(PROMPT): Take the data below and extract the lines from the one with "frames have none" to the one with "let log: DetectionLog", inclusive, exactly as written.

**********

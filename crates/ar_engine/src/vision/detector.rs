//! Marker detection seam
//!
//! The detection primitive itself (thresholding, contour search, bit
//! decoding) lives behind [`MarkerDetector`]. The pipeline only sees marker
//! ids with their four image corners.

use std::collections::BTreeMap;
use std::fmt;
use std::path::Path;
use std::str::FromStr;

use serde::{Deserialize, Serialize};
use thiserror::Error;

use super::frame::Frame;

/// Fiducial dictionary: bit-grid size and number of distinct ids
#[derive(Debug, Clone, Copy, PartialEq, Eq, Hash)]
pub struct MarkerDictionary {
    bits: u32,
    size: u32,
}

impl MarkerDictionary {
    /// Supported grid sizes
    const BITS: [u32; 4] = [4, 5, 6, 7];

    /// Supported dictionary sizes
    const SIZES: [u32; 4] = [50, 100, 250, 1000];

    /// Original ArUco dictionary name
    const ARUCO_ORIGINAL: &'static str = "DICT_ARUCO_ORIGINAL";

    /// Side length of the inner bit grid
    pub fn bits(&self) -> u32 {
        self.bits
    }

    /// Number of ids in the dictionary
    pub fn size(&self) -> u32 {
        self.size
    }

    /// Whether `id` belongs to this dictionary
    pub fn contains(&self, id: u32) -> bool {
        id < self.size
    }
}

impl Default for MarkerDictionary {
    fn default() -> Self {
        Self { bits: 5, size: 100 }
    }
}

impl FromStr for MarkerDictionary {
    type Err = String;

    fn from_str(name: &str) -> Result<Self, Self::Err> {
        if name == Self::ARUCO_ORIGINAL {
            return Ok(Self { bits: 5, size: 1024 });
        }

        let unknown = || format!("Unknown marker dictionary '{name}'");
        let rest = name.strip_prefix("DICT_").ok_or_else(unknown)?;
        let (grid, size) = rest.split_once('_').ok_or_else(unknown)?;
        let (rows, cols) = grid.split_once('X').ok_or_else(unknown)?;

        let bits: u32 = rows.parse().map_err(|_| unknown())?;
        let size: u32 = size.parse().map_err(|_| unknown())?;
        if rows != cols || !Self::BITS.contains(&bits) || !Self::SIZES.contains(&size) {
            return Err(unknown());
        }

        Ok(Self { bits, size })
    }
}

impl fmt::Display for MarkerDictionary {
    fn fmt(&self, f: &mut fmt::Formatter<'_>) -> fmt::Result {
        if self.size == 1024 {
            f.write_str(Self::ARUCO_ORIGINAL)
        } else {
            write!(f, "DICT_{0}X{0}_{1}", self.bits, self.size)
        }
    }
}

/// One detected marker
///
/// Corners are pixel coordinates in detector order: top-left, top-right,
/// bottom-right, bottom-left of the printed marker.
#[derive(Debug, Clone, PartialEq, Serialize, Deserialize)]
pub struct DetectedMarker {
    /// Marker id within the dictionary
    pub id: u32,
    /// Corner pixel coordinates
    pub corners: [[f64; 2]; 4],
    /// Detector confidence; higher is better
    #[serde(default = "DetectedMarker::full_confidence")]
    pub confidence: f32,
}

impl DetectedMarker {
    fn full_confidence() -> f32 {
        1.0
    }
}

/// Faults raised by the detection primitive
///
/// "No marker found" is not an error; detectors return an empty list.
#[derive(Error, Debug, Clone, PartialEq)]
pub enum DetectionError {
    /// The frame buffer cannot be processed
    #[error("Malformed frame: {0}")]
    MalformedFrame(String),

    /// The detector itself failed
    #[error("Detection backend fault: {0}")]
    BackendFault(String),
}

/// Detection primitive
pub trait MarkerDetector {
    /// Find all markers of `dictionary` in `frame`
    fn detect_markers(
        &mut self,
        frame: &Frame,
        dictionary: &MarkerDictionary,
    ) -> Result<Vec<DetectedMarker>, DetectionError>;

    /// Release any backend resources
    fn release(&mut self) {}
}

/// Recorded detections keyed by frame index
#[derive(Debug, Clone, Default, PartialEq, Serialize, Deserialize)]
pub struct DetectionLog {
    /// Detections per frame; absent frames have none
    pub frames: BTreeMap<u64, Vec<DetectedMarker>>,
}

/// Detector that replays a recorded [`DetectionLog`]
///
/// Pairs with `ImageSequenceSource` for offline runs.
#[derive(Debug, Default)]
pub struct ReplayDetector {
    log: DetectionLog,
    released: bool,
}

impl ReplayDetector {
    /// Replay an in-memory log
    pub fn new(log: DetectionLog) -> Self {
        Self {
            log,
            released: false,
        }
    }

    /// Load a RON detection log
    pub fn from_file(path: impl AsRef<Path>) -> Result<Self, DetectionError> {
        let path = path.as_ref();
        let contents = std::fs::read_to_string(path)
            .map_err(|e| DetectionError::BackendFault(format!("{}: {}", path.display(), e)))?;
        let log: DetectionLog = ron::from_str(&contents)
            .map_err(|e| DetectionError::BackendFault(format!("{}: {}", path.display(), e)))?;

        log::info!(
            "Loaded detection log with {} frames from {:?}",
            log.frames.len(),
            path
        );
        Ok(Self::new(log))
    }
}

impl MarkerDetector for ReplayDetector {
    fn detect_markers(
        &mut self,
        frame: &Frame,
        dictionary: &MarkerDictionary,
    ) -> Result<Vec<DetectedMarker>, DetectionError> {
        if self.released {
            return Err(DetectionError::BackendFault("detector released".to_string()));
        }
        if frame.width() == 0 || frame.height() == 0 {
            return Err(DetectionError::MalformedFrame("empty frame buffer".to_string()));
        }

        Ok(self
            .log
            .frames
            .get(&frame.index())
            .map(|markers| {
                markers
                    .iter()
                    .filter(|m| dictionary.contains(m.id))
                    .cloned()
                    .collect()
            })
            .unwrap_or_default())
    }

    fn release(&mut self) {
        self.released = true;
    }
}

#[cfg(test)]
mod tests {
    use super::*;
    use image::RgbImage;

    #[test]
    fn test_parse_dictionary_names() {
        let dict: MarkerDictionary = "DICT_5X5_100".parse().unwrap();
        assert_eq!((dict.bits(), dict.size()), (5, 100));
        assert_eq!(dict.to_string(), "DICT_5X5_100");

        let original: MarkerDictionary = "DICT_ARUCO_ORIGINAL".parse().unwrap();
        assert_eq!(original.size(), 1024);

        for bad in ["DICT_5X4_100", "DICT_9X9_100", "DICT_5X5_77", "5X5_100", ""] {
            assert!(bad.parse::<MarkerDictionary>().is_err(), "{bad} should not parse");
        }
    }

    #[test]
    fn test_dictionary_membership() {
        let dict = MarkerDictionary::default();
        assert!(dict.contains(0));
        assert!(dict.contains(99));
        assert!(!dict.contains(100));
    }

    #[test]
    fn test_replay_filters_by_frame_and_dictionary() {
        let square = [[0.0, 0.0], [10.0, 0.0], [10.0, 10.0], [0.0, 10.0]];
        let mut log = DetectionLog::default();
        log.frames.insert(
            1,
            vec![
                DetectedMarker { id: 7, corners: square, confidence: 0.9 },
                DetectedMarker { id: 500, corners: square, confidence: 1.0 },
            ],
        );
        let mut detector = ReplayDetector::new(log);
        let dict = MarkerDictionary::default();

        let frame0 = Frame::new(0, RgbImage::new(4, 4));
        let frame1 = Frame::new(1, RgbImage::new(4, 4));
        assert!(detector.detect_markers(&frame0, &dict).unwrap().is_empty());

        let found = detector.detect_markers(&frame1, &dict).unwrap();
        assert_eq!(found.len(), 1);
        assert_eq!(found[0].id, 7);
    }

    #[test]
    fn test_replay_log_from_ron() {
        let dir = tempfile::tempdir().unwrap();
        let path = dir.path().join("detections.ron");
        std::fs::write(
            &path,
            "(frames: {3: [(id: 4, corners: ((1.0, 2.0), (3.0, 2.0), (3.0, 4.0), (1.0, 4.0)))]})",
        )
        .unwrap();

        let mut detector = ReplayDetector::from_file(&path).unwrap();
        let frame = Frame::new(3, RgbImage::new(4, 4));
        let found = detector
            .detect_markers(&frame, &MarkerDictionary::default())
            .unwrap();
        assert_eq!(found[0].id, 4);
        assert_eq!(found[0].confidence, 1.0);
        assert_eq!(found[0].corners[2], [3.0, 4.0]);
    }

    #[test]
    fn test_malformed_frame_is_a_fault() {
        let mut detector = ReplayDetector::default();
        let frame = Frame::new(0, RgbImage::new(0, 0));
        assert!(matches!(
            detector.detect_markers(&frame, &MarkerDictionary::default()),
            Err(DetectionError::MalformedFrame(_))
        ));
    }
}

**********

(ANSWER BOX):
    /// Detections per frame; absent frames have none
    pub frames: BTreeMap<u64, Vec<DetectedMarker>>,
}

/// Detector that replays a recorded [`DetectionLog`]
///
/// Pairs with `ImageSequenceSource` for offline runs.
#[derive(Debug, Default)]
pub struct ReplayDetector {
    log: DetectionLog,
    released: bool,
}

impl ReplayDetector {
    /// Replay an in-memory log
    pub fn new(log: DetectionLog) -> Self {
        Self {
            log,
            released: false,
        }
    }

    /// Load a RON detection log
    pub fn from_file(path: impl AsRef<Path>) -> Result<Self, DetectionError> {
        let path = path.as_ref();
        let contents = std::fs::read_to_string(path)
            .map_err(|e| DetectionError::BackendFault(format!("{}: {}", path.display(), e)))?;
        let log: DetectionLog = ron::from_str(&contents)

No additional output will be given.